You also make the reader wonder whether there's some fundamental
reason for this value to fit into a byte (there isn't). If you had an
array of these things, it would make sense to use a smaller type.
Since it's just a single parameter, using int is fine.
 
J

Jens Thoms Toerring

No purpose really. Just that in some of my functions, there are too
many parameters already and the whole thing doesn't fit in single
line.

You don't have to put all arguments etc. on a single line, e.g.

void
quicksort( vector ** parent_vpa,
unsigned long left,
unsigned long right,
unsigned char axis )

will do nicely and may even increases readabilty (and there's
still space for adding a short comment;-)

Regards, Jens
 
P

pereges

So write it on multiple lines.

Given:
#define ulong unsigned long int
#define uchar unsigned char
or, preferably:
typedef unsigned long int ulong;
typedef unsigned char uchar;

If I'm reading your code and see a reference to "ulong", I can't
understand what it means until I've confirmed that "ulong" means
"unsigned long int" (which I'd probably write as "unsigned long").
And I have to wonder whether you might some day change the definition
so "ulong" means something else.

If you drop the definition of "ulong" and just write "unsigned long"
directly, I don't have to wonder; your code will be clearer.

Now if you want a typedef whose name says something about how you're
using the type, rather than how it's define, that's a different
matter.

You use "ulong" for array indices; it would make more sense to use
size_t.

You use "uchar" for a parameter that can only have the value 0, 1, or
2. I'd use int. Using unsigned char might save some space, but it's
just as likely to cost you in code size, since the compiler has to
generate code to expand the 1-byte value into a word before it can
operate on it, and to shrink it back down to 1 byte before storing it.
You also make the reader wonder whether there's some fundamental
reason for this value to fit into a byte (there isn't). If you had an
array of these things, it would make sense to use a smaller type.
Since it's just a single parameter, using int is fine.

If I had to store 80-90 of structures and each had a member say
'axis'. How much of a difference would using a unsigned char over int
would make (for that member) ? For my program, space as well as
performance are important.
 
P

pereges

You don't have to put all arguments etc. on a single line, e.g.

void
quicksort( vector ** parent_vpa,
unsigned long left,
unsigned long right,
unsigned char axis )

will do nicely and may even increases readabilty (and there's
still space for adding a short comment;-)

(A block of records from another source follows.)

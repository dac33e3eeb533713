//! Infrastructure layer - External I/O and persistence

pub mod config;
pub mod storage;
pub mod store;

pub use config::Config;
pub use storage::{FileStorage, KeyValueStorage, MemoryStorage};
pub use store::EmotionJournalStore;
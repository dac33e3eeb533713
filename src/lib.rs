//! moodlog - Terminal emotion journal
//!
//! Records how you feel (emotion, intensity, what triggered it) into a local
//! key/value store and lets you review entries grouped by day.

pub mod application;
pub mod cli;
pub mod domain;
pub mod error;
pub mod infrastructure;

pub use error::MoodlogError;
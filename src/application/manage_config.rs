//! Config management use case

use crate::error::{MoodlogError, Result};
use crate::infrastructure::config::is_valid_time_format;
use crate::infrastructure::Config;
use std::path::PathBuf;

const VALID_KEYS: &str = "recent_limit, time_format";

/// Service for managing front-end configuration
pub struct ConfigService {
    root: PathBuf,
}

impl ConfigService {
    /// Create a new config service for the journal at `root`
    pub fn new(root: PathBuf) -> Self {
        ConfigService { root }
    }

    /// Get a single config value
    pub fn get(&self, key: &str) -> Result<String> {
        let config = self.list()?;

        match key {
            "recent_limit" => Ok(config.recent_limit.to_string()),
            "time_format" => Ok(config.time_format),
            _ => Err(MoodlogError::Config(format!(
                "Unknown config key: '{}'. Valid keys are: {}",
                key, VALID_KEYS
            ))),
        }
    }

    /// Set a config value
    pub fn set(&self, key: &str, value: &str) -> Result<()> {
        let mut config = self.list()?;

        match key {
            "recent_limit" => {
                config.recent_limit = value.parse().map_err(|_| {
                    MoodlogError::Config(format!(
                        "recent_limit must be a non-negative whole number, got '{}'",
                        value
                    ))
                })?;
            }
            "time_format" => {
                if !is_valid_time_format(value) {
                    return Err(MoodlogError::Config(format!(
                        "time_format '{}' is not a valid strftime pattern",
                        value
                    )));
                }
                config.time_format = value.to_string();
            }
            _ => {
                return Err(MoodlogError::Config(format!(
                    "Unknown config key: '{}'. Valid keys are: {}",
                    key, VALID_KEYS
                )));
            }
        }

        config.save_to_dir(&self.root)
    }

    /// Current config, defaults included
    pub fn list(&self) -> Result<Config> {
        Config::load_from_dir(&self.root)
    }
}
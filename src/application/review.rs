//! Review use cases: today's track and the past log

use crate::domain::{
    group_by_date, records_on, translate, DayGroup, DayStats, EmotionRecord, Language,
};
use crate::infrastructure::{EmotionJournalStore, KeyValueStorage};
use chrono::{Datelike, Duration, NaiveDate, Weekday};

/// Today's most recent records plus stats over the whole day
#[derive(Debug)]
pub struct TodayOverview<'a> {
    pub records: Vec<&'a EmotionRecord>,
    pub stats: DayStats,
}

/// One day of the past log with its display heading
#[derive(Debug)]
pub struct PastDay<'a> {
    pub label: String,
    pub group: DayGroup<'a>,
    pub stats: DayStats,
}

/// Read-only views over a store
pub struct ReviewService<'a, S: KeyValueStorage> {
    store: &'a EmotionJournalStore<S>,
}

impl<'a, S: KeyValueStorage> ReviewService<'a, S> {
    pub fn new(store: &'a EmotionJournalStore<S>) -> Self {
        ReviewService { store }
    }

    /// Records from `today`, newest first, capped at `limit`
    pub fn today(&self, today: NaiveDate, limit: usize) -> TodayOverview<'a> {
        let store: &'a EmotionJournalStore<S> = self.store;
        let all = records_on(store.records(), today);
        let stats = DayStats::from_records(all.iter().copied());
        TodayOverview {
            records: all.into_iter().take(limit).collect(),
            stats,
        }
    }

    /// Every record grouped by day, newest day first
    pub fn past(&self, today: NaiveDate) -> Vec<PastDay<'a>> {
        let store: &'a EmotionJournalStore<S> = self.store;
        let language = store.language();
        group_by_date(store.records())
            .into_iter()
            .map(|group| PastDay {
                label: day_label(language, group.date, today),
                stats: group.stats(),
                group,
            })
            .collect()
    }
}

/// Heading for a day: "Today", "Yesterday", or a short localized date
pub fn day_label(language: Option<Language>, date: &str, today: NaiveDate) -> String {
    let Ok(day) = NaiveDate::parse_from_str(date, "%Y-%m-%d") else {
        return date.to_string();
    };

    if day == today {
        return translate(language, "today");
    }
    if day == today - Duration::days(1) {
        return translate(language, "yesterday");
    }

    match language {
        Some(Language::En) => day.format("%a, %b %-d").to_string(),
        _ => format!("{}月{}日 {}", day.month(), day.day(), zh_weekday(day.weekday())),
    }
}

fn zh_weekday(weekday: Weekday) -> &'static str {
    match weekday {
        Weekday::Mon => "周一",
        Weekday::Tue => "周二",
        Weekday::Wed => "周三",
        Weekday::Thu => "周四",
        Weekday::Fri => "周五",
        Weekday::Sat => "周六",
        Weekday::Sun => "周日",
    }
}

#[cfg(test)]
mod tests {
    use super::*;
    use crate::domain::{Emotion, Intensity};
    use crate::infrastructure::MemoryStorage;
    use chrono::{TimeZone, Utc};

    fn store_with(entries: &[(Emotion, i64, u32, u32)]) -> EmotionJournalStore<MemoryStorage> {
        let mut store = EmotionJournalStore::load(MemoryStorage::new());
        store.set_language(Language::En);
        for (emotion, intensity, day, hour) in entries {
            let created = Utc.with_ymd_and_hms(2025, 1, *day, *hour, 0, 0).unwrap();
            store.add_record(EmotionRecord::new(
                *emotion,
                emotion.code(),
                Intensity::new(*intensity).unwrap(),
                "",
                created,
            ));
        }
        store
    }

    fn jan(day: u32) -> NaiveDate {
        NaiveDate::from_ymd_opt(2025, 1, day).unwrap()
    }

    #[test]
    fn test_today_limits_records_but_not_stats() {
        let store = store_with(&[
            (Emotion::Happy, 8, 17, 8),
            (Emotion::Sad, 2, 17, 9),
            (Emotion::Calm, 5, 17, 10),
            (Emotion::Angry, 9, 16, 10),
        ]);

        let overview = ReviewService::new(&store).today(jan(17), 2);
        assert_eq!(overview.records.len(), 2);
        assert_eq!(overview.records[0].emotion(), Emotion::Calm);
        assert_eq!(overview.stats.count, 3);
        assert!((overview.stats.average_intensity - 5.0).abs() < f64::EPSILON);
    }

    #[test]
    fn test_today_empty() {
        let store = store_with(&[(Emotion::Happy, 8, 10, 8)]);
        let overview = ReviewService::new(&store).today(jan(17), 5);
        assert!(overview.records.is_empty());
        assert_eq!(overview.stats.count, 0);
    }

    #[test]
    fn test_past_labels_and_order() {
        let store = store_with(&[
            (Emotion::Happy, 8, 14, 8),
            (Emotion::Sad, 2, 16, 9),
            (Emotion::Calm, 6, 17, 10),
            (Emotion::Excited, 8, 17, 12),
        ]);

        let days = ReviewService::new(&store).past(jan(17));
        let labels: Vec<&str> = days.iter().map(|d| d.label.as_str()).collect();
        assert_eq!(labels, vec!["Today", "Yesterday", "Tue, Jan 14"]);
        assert_eq!(days[0].stats.count, 2);
        assert!((days[0].stats.average_intensity - 7.0).abs() < f64::EPSILON);
    }

    #[test]
    fn test_day_label_chinese() {
        assert_eq!(day_label(Some(Language::Zh), "2025-01-17", jan(17)), "今天");
        assert_eq!(day_label(None, "2025-01-14", jan(17)), "1月14日 周二");
    }

    #[test]
    fn test_day_label_passes_through_foreign_dates() {
        assert_eq!(day_label(Some(Language::En), "1/17/2025", jan(17)), "1/17/2025");
    }
}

Just a style question (I'm cleaning up my code)

Which of the two in your opinion is better ?

void quicksort( vector ** parent_vpa,
unsigned long left,
unsigned long right,
unsigned char axis ) {

....
....
}

OR

void quicksort( vector ** parent_vpa,
unsigned long left,
unsigned long right,
unsigned char axis )
{

....
....
}
 
K

Keith Thompson

pereges said:
If I had to store 80-90 of structures and each had a member say
'axis'. How much of a difference would using a unsigned char over int
would make (for that member) ? For my program, space as well as
performance are important.

It depends.

If "axis" is the last member of your structure, it's likely that the
compiler will insert padding after it if it's an unsigned char anyway,
so declaring it as int would make no difference.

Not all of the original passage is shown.